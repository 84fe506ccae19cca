//! # Audio Codec
//!
//! Stateless conversions between the telephony wire format and the PCM the rest of
//! the bridge works with.
//!
//! ## Formats:
//! - **Wire**: G.711 µ-law, 8-bit, 8 kHz, mono (what telephony media streams carry)
//! - **PCM**: 16-bit signed little-endian, mono (what recognizers and synthesizers use)

use byteorder::{LittleEndian, ReadBytesExt, WriteBytesExt};
use std::io::Cursor;

const ULAW_BIAS: i32 = 0x84;
const ULAW_CLIP: i32 = 32635;

/// Encode one 16-bit sample as µ-law.
pub fn linear_to_ulaw(sample: i16) -> u8 {
    let mut magnitude = sample as i32;
    let sign = if magnitude < 0 {
        magnitude = -magnitude;
        0x80
    } else {
        0x00
    };

    magnitude = magnitude.min(ULAW_CLIP) + ULAW_BIAS;

    // Segment = position of the highest set bit above bit 7
    let mut exponent: i32 = 7;
    let mut mask = 0x4000;
    while exponent > 0 && magnitude & mask == 0 {
        exponent -= 1;
        mask >>= 1;
    }

    let mantissa = (magnitude >> (exponent + 3)) & 0x0F;
    !(sign | (exponent << 4) | mantissa) as u8
}

/// Decode one µ-law byte to a 16-bit sample.
pub fn ulaw_to_linear(byte: u8) -> i16 {
    let byte = !byte;
    let sign = byte & 0x80;
    let exponent = ((byte >> 4) & 0x07) as i32;
    let mantissa = (byte & 0x0F) as i32;

    let magnitude = (((mantissa << 3) + ULAW_BIAS) << exponent) - ULAW_BIAS;
    if sign != 0 {
        -magnitude as i16
    } else {
        magnitude as i16
    }
}

/// Convert a µ-law payload into 16-bit little-endian PCM (two bytes per input byte).
pub fn ulaw_to_pcm16(data: &[u8]) -> Vec<u8> {
    let mut pcm = Vec::with_capacity(data.len() * 2);
    for &byte in data {
        // Writing into a Vec cannot fail
        let _ = pcm.write_i16::<LittleEndian>(ulaw_to_linear(byte));
    }
    pcm
}

/// Convert 16-bit little-endian PCM into µ-law.
///
/// ## Errors:
/// Returns an error if the data length is odd (a half sample).
pub fn pcm16_to_ulaw(data: &[u8]) -> Result<Vec<u8>, String> {
    if data.len() % 2 != 0 {
        return Err("PCM data length must be even for 16-bit samples".to_string());
    }

    let mut cursor = Cursor::new(data);
    let mut encoded = Vec::with_capacity(data.len() / 2);
    while let Ok(sample) = cursor.read_i16::<LittleEndian>() {
        encoded.push(linear_to_ulaw(sample));
    }
    Ok(encoded)
}

/// Root-mean-square level of a 16-bit PCM chunk, normalized to 0.0 - 1.0.
///
/// Used by the barge-in controller to tell speech from line noise. A trailing odd
/// byte is ignored; an empty chunk has level 0.0.
pub fn pcm16_rms(data: &[u8]) -> f32 {
    let mut cursor = Cursor::new(data);
    let mut sum_squares = 0.0f64;
    let mut count = 0usize;

    while let Ok(sample) = cursor.read_i16::<LittleEndian>() {
        let normalized = sample as f64 / 32768.0;
        sum_squares += normalized * normalized;
        count += 1;
    }

    if count == 0 {
        return 0.0;
    }
    (sum_squares / count as f64).sqrt() as f32
}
=-=-=-=-=
*Instructions to follow*
What you give back should be the lines from the one with "let _ = pcm.write_i16::<LittleEndian>(ulaw_to_linear(byte));" to the end of the data, copied exactly, both ends included.

*Solved problem*
        let _ = pcm.write_i16::<LittleEndian>(ulaw_to_linear(byte));
    }
    pcm
}

/// Convert 16-bit little-endian PCM into µ-law.
///
/// ## Errors:
/// Returns an error if the data length is odd (a half sample).
pub fn pcm16_to_ulaw(data: &[u8]) -> Result<Vec<u8>, String> {
    if data.len() % 2 != 0 {
        return Err("PCM data length must be even for 16-bit samples".to_string());
    }

    let mut cursor = Cursor::new(data);
    let mut encoded = Vec::with_capacity(data.len() / 2);
    while let Ok(sample) = cursor.read_i16::<LittleEndian>() {
        encoded.push(linear_to_ulaw(sample));
    }
    Ok(encoded)
}

/// Root-mean-square level of a 16-bit PCM chunk, normalized to 0.0 - 1.0.
///
/// Used by the barge-in controller to tell speech from line noise. A trailing odd
/// byte is ignored; an empty chunk has level 0.0.
pub fn pcm16_rms(data: &[u8]) -> f32 {
    let mut cursor = Cursor::new(data);
    let mut sum_squares = 0.0f64;
    let mut count = 0usize;

    while let Ok(sample) = cursor.read_i16::<LittleEndian>() {
        let normalized = sample as f64 / 32768.0;
        sum_squares += normalized * normalized;
        count += 1;
    }

    if count == 0 {
        return 0.0;
    }
    (sum_squares / count as f64).sqrt() as f32
}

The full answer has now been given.